§ **Extracted material**:
//! Todo list management for toist.
//!
//! A session owns an insertion-ordered list of todos that users add to,
//! complete, delete, and bulk-clear. The whole list is mirrored to a
//! key-value store after every change. The module follows hexagonal
//! architecture:
//!
//! - Domain types and pure list operations in [`domain`]
//! - Port contracts in [`ports`]
//! - Adapter implementations in [`adapters`]
//! - Session orchestration in [`services`]
//! - Text presentation in [`view`]

pub mod adapters;
pub mod domain;
pub mod ports;
pub mod services;
pub mod view;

§ **Task prompt**: For the listing above, identify each line bearing "services".

§ **Exercise result**:
//! - Session orchestration in [`services`]
pub mod services;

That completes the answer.